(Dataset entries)
• • • •

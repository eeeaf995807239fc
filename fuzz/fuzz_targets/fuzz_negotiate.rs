#![no_main]
use libfuzzer_sys::fuzz_target;
use zenfreeimage::Request;

fuzz_target!(|data: &[u8]| {
    let formats = zenfreeimage::registry();
    // First line is the name hint, the rest is content
    let (name, content) = match data.iter().position(|&b| b == b'\n') {
        Some(i) => (&data[..i], &data[i + 1..]),
        None => (data, &[][..]),
    };
    let request = Request::from_bytes(String::from_utf8_lossy(name), content.to_vec());

    let readers = formats.iter().filter(|d| d.can_read(&request)).count();
    let writers = formats.iter().filter(|d| d.can_save(&request)).count();
    assert!(readers <= 1, "{readers} formats claim the same read request");
    assert!(writers <= 1, "{writers} formats claim the same write request");
});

• • • •

▶ WORK INSTRUCTIONS:
Restate the entries above, keeping every word intact.

▶ SOLUTION TO THIS TASK:
repository eeeaf995807239fc
filename fuzz/fuzz_targets/fuzz_negotiate.rs
#![no_main]
use libfuzzer_sys::fuzz_target;
use zenfreeimage::Request;

fuzz_target!(|data: &[u8]| {
    let formats = zenfreeimage::registry();
    // First line is the name hint, the rest is content
    let (name, content) = match data.iter().position(|&b| b == b'\n') {
        Some(i) => (&data[..i], &data[i + 1..]),
        None => (data, &[][..]),
    };
    let request = Request::from_bytes(String::from_utf8_lossy(name), content.to_vec());

    let readers = formats.iter().filter(|d| d.can_read(&request)).count();
    let writers = formats.iter().filter(|d| d.can_save(&request)).count();
    assert!(readers <= 1, "{readers} formats claim the same read request");
    assert!(writers <= 1, "{writers} formats claim the same write request");
});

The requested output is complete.